Prof Irwanto: Asal Mula LGBT dari Sisi Psikologi dan Kedokteran

Senin, 22 Februari 2016 | 07:00 WIB
Prof Irwanto: Asal Mula LGBT dari Sisi Psikologi dan Kedokteran
Guru Besar Fakultas Psikologi Atma Jaya, Irwanto. (suara.com/Periansyah Ariefana)
Follow Suara.com untuk mendapatkan informasi terkini. Klik WhatsApp Channel & Google News

Suara.com - Perdebatan soal keberadaan lesbian, gay, biseksual dan transgender (LGBT) sering mengambil dari sudut pandang agama, budaya dan norma. Di Indonesia, jelas homoseksual ditolak habis-habisan jika dibahas dari ketiga sudut pandang itu.

Stigma LGBT diperburuk dengan ditangkapnya artis Saipul Jamil karena dituduh melakukan pelecehkan seksual terhadap seorang anak lelaki 17 tahun. 

Guru Besar Fakultas Psikologi Universitas Atma Jaya Profesor Irwanto mengatakan perdebatan itu lumrah dan biasa. Tapi sia-siap saja. Perdebatan itu terus terjadi selama ratusan tahun, bahkan sejak zaman nabi.

Irwanto banyak menangani pasien yang mencari identitas gender atau sexual orientation and gender identity (SOGI). Dia melihat kecenderungan orientasi seksual dianalisa dari sisi ilmu pengetahuan.

Peraih National Narcotic Board Award itu menjelaskan ada penelitian resmi jika orientasi seksual adalah bawaan sejak lahir. Hanya saja bisa juga dibentuk karena faktor pergaulan. Namun pengaruh itu tidak berdampak cepat, bisa puluhan tahun.

“Pernah, satu klien perempuan pernah datang ke saya, dia kesulitan dengan identitas diri. Dia merasa terperangkap dalam tubuh yang salah,” cerita Irwanto.

Dalam perdebatan pro-kontra LGBT itu menimbulkan ketakutan soal dampak buruk LGBT. Mulai dari sisi pergaulan sampai ancaman penyebaran virus HIV/AIDS. Irwanto justru melihat ancaman terbesarnya adalah ketidaktahuan masyarakat, terutama orangtua soal orientasi homoseksual.

“Mereka hanya mengatakan menyimpang dan ini penyakit. Sementara dasarnya tidak kuat,” kata Irwanto.
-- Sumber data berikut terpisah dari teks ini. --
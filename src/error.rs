use thiserror::Error;

#[derive(Error, Debug, Clone, PartialEq)]
pub enum Error {
    #[error("photon starts at the origin")]
    DegenerateOrigin,

    #[error("photon has no velocity")]
    ZeroVelocity,

    #[error("pixel ({x}, {y}) lies outside the {width}x{height} image")]
    PixelOutOfBounds {
        x: u32,
        y: u32,
        width: u32,
        height: u32,
    },

    #[error("failed to allocate a {width}x{height} image")]
    Allocation { width: u32, height: u32 },

    #[error("accretion disk needs 0 <= inner < outer, got inner {inner} and outer {outer}")]
    InvalidDisk { inner: f32, outer: f32 },

    #[error("a simulation worker panicked")]
    WorkerPanicked,
}

pub type Result<T> = std::result::Result<T, Error>;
Darimana orientasi itu datang? Seberapa besar pengaru keberadaan LGBT terhadap penyebaran HIV/AIDS? Bagaimana cara orangtua menjelaskan jika anaknya ternyata berorientasi homoseksual?
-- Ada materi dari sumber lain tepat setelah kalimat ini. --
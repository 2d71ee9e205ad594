use nalgebra::{Point3, Unit, Vector3};

/// A ray leaving the camera, used to launch a photon.
#[derive(Debug, Clone)]
pub struct Ray {
    pub position: Point3<f32>,
    pub direction: Unit<Vector3<f32>>,
}

impl Ray {
    /// Construct a new ray.
    pub fn new(position: Point3<f32>, direction: Unit<Vector3<f32>>) -> Ray {
        Ray {
            position,
            direction,
        }
    }

    /// The point reached after travelling `amount` along the ray.
    pub fn at(&self, amount: f32) -> Point3<f32> {
        self.position + self.direction.scale(amount)
    }
}

#[test]
fn test_at() {
    let ray = Ray::new(Point3::new(0., 0., -5.), Vector3::z_axis());
    assert_eq!(Point3::new(0., 0., -5.), ray.at(0.));
    assert_eq!(Point3::new(0., 0., -3.), ray.at(2.));
}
Simak wawancara lengkap suara.com soal analisa Irwanto mengenai orientasi homoseksual.

Perdebatan soal ‘kemunculan’ gay, lesbian, biseksual dan transgender kebanyakan menggunakan sudut padang agama, budaya dan norma. Jarang sekali LGBT dibahas di taraf keilmuan. Dari sisi kedokteran dan psikologi, bagaimana menjelaskan adanya orientasi LGBT?
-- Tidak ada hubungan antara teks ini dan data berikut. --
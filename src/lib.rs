pub mod camera;
pub mod canvas;
pub mod config;
pub mod disk;
pub mod error;
pub mod geodesic;
pub mod math;
pub mod output;
pub mod photon;
pub mod preview;
pub mod ray;
pub mod scene;
pub mod simulation;
pub mod tonemap;
//! Fixed-step integration of photon paths in their orbital plane.
//!
//! A photon's motion is planar, so its state reduces to polar coordinates `(r, phi)` in the plane
//! spanned by an [`OrbitalBasis`](crate::photon::OrbitalBasis). The radial equation is advanced
//! with semi-implicit Euler: the radial rate is updated first and the new rate moves the radius.

use nalgebra::{Point3, Unit, Vector3};

/// Which radial acceleration drives the photon.
#[derive(Debug, Clone, Copy, PartialEq, Eq)]
pub enum Model {
    /// Bending from the effective potential of the black hole.
    Relativistic,

    /// Flat space: photons travel in straight lines and only the horizon absorbs them.
    Kinematic,
}

impl Model {
    pub fn new(relativistic: bool) -> Self {
        if relativistic {
            Model::Relativistic
        } else {
            Model::Kinematic
        }
    }

    /// The radial pseudo-acceleration at radius `r` for angular momentum `l`, around a hole of
    /// Schwarzschild radius `rs`.
    #[inline]
    pub fn radial_acceleration(&self, r: f32, l: f32, rs: f32) -> f32 {
        let r2 = r * r;
        match self {
            Model::Relativistic => rs * l * l / (r2 * r2) - rs / (2. * r2),
            Model::Kinematic => l * l / (r2 * r),
        }
    }

    /// The radius that enters the null constraint when normalizing the initial radial rate.
    #[inline]
    pub fn constraint_radius(&self, rs: f32) -> f32 {
        match self {
            Model::Relativistic => rs,
            Model::Kinematic => 0.,
        }
    }
}

/// The polar state of a photon within its orbital plane.
#[derive(Debug, Clone, Copy, PartialEq)]
pub struct Polar {
    /// Distance from the black hole.
    pub r: f32,

    /// Unwrapped azimuth, in radians.
    pub phi: f32,

    /// Radial rate `dr/dλ`.
    pub dr: f32,

    /// Angular momentum, conserved up to the error of the discrete step.
    pub l: f32,

    /// Initial in-plane speed.
    pub e: f32,

    /// Impact parameter `l / e`.
    pub b: f32,
}

impl Polar {
    /// The angular rate `dphi/dλ` at the current radius.
    #[inline]
    pub fn dphi(&self) -> f32 {
        self.l / (self.r * self.r)
    }

    /// True when the photon is moving away from the hole.
    #[inline]
    pub fn outbound(&self) -> bool {
        self.dr > 0.
    }
}

/// Advance `polar` by one affine-parameter step of `dlambda`.
///
/// The radius is not clamped: boundary checks belong to the caller.
pub fn step(polar: &mut Polar, model: Model, rs: f32, dlambda: f32) {
    // Both the acceleration and the azimuthal rate use the radius at the start of the step.
    let r2 = polar.r * polar.r;
    let d2r = model.radial_acceleration(polar.r, polar.l, rs);
    polar.dr += d2r * dlambda;
    polar.r += polar.dr * dlambda;
    polar.phi += polar.l / r2 * dlambda;
}

/// Rebuild the world-space position and velocity of a planar state.
pub fn reconstruct(
    polar: &Polar,
    u1: &Unit<Vector3<f32>>,
    u2: &Unit<Vector3<f32>>,
) -> (Point3<f32>, Vector3<f32>) {
    let (sin, cos) = polar.phi.sin_cos();
    let radial = u1.scale(cos) + u2.scale(sin);
    let tangent = u2.scale(cos) - u1.scale(sin);

    let position = Point3::from(radial * polar.r);
    let velocity = radial * polar.dr + tangent * (polar.r * polar.dphi());
    (position, velocity)
}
Kita tengok sejarah masa lalu. Salah satu agama tertua dan mempunyai catatan sejarah terbaik adalah Katolik. Katolik pernah mengatakan semesta ini berputar searah mengitari bumi, bukan matahari. Sampai satu hari ahli matematika, Nicolaus Copernicus mengatakan gereja salah. Hal yang sama dikatakan oleh Galileo. Tapi secara menyedihkan mereka dihukum mati dianggap penemuan mereka menyesatkan gereja.

Teori Darwin yang menyatakan manusia berasal dari kera juga diperdebatkan oleh institusi agama, banyak pastor yang dipecat karena meyakini teori itu, termasuk di Indonesia. Ini antara kepercayaan agama dan teori penelitian tidak klop. Sebab agama harus diyakini dan tidak bisa diganggu gugat. Sementara ilmu pengetahuan bisa diperbarui berdasarkan kajian, misal fenomena alam.

LGBT di lihat dari sudut pandang biologi. Analogi awal, misal kita mengenal ikan lele dengan banyak jenis ikan lele dan tidak sama persis. Begitu juga dalam ilmu biologi tidak pernah ditemukan bahwa seks itu hanya dua. Seks itu bukan hanya laki-laki dan perempuan. Ada juga Hermafrodit yang merupakan individu yang memiliki 2 alat kelamin.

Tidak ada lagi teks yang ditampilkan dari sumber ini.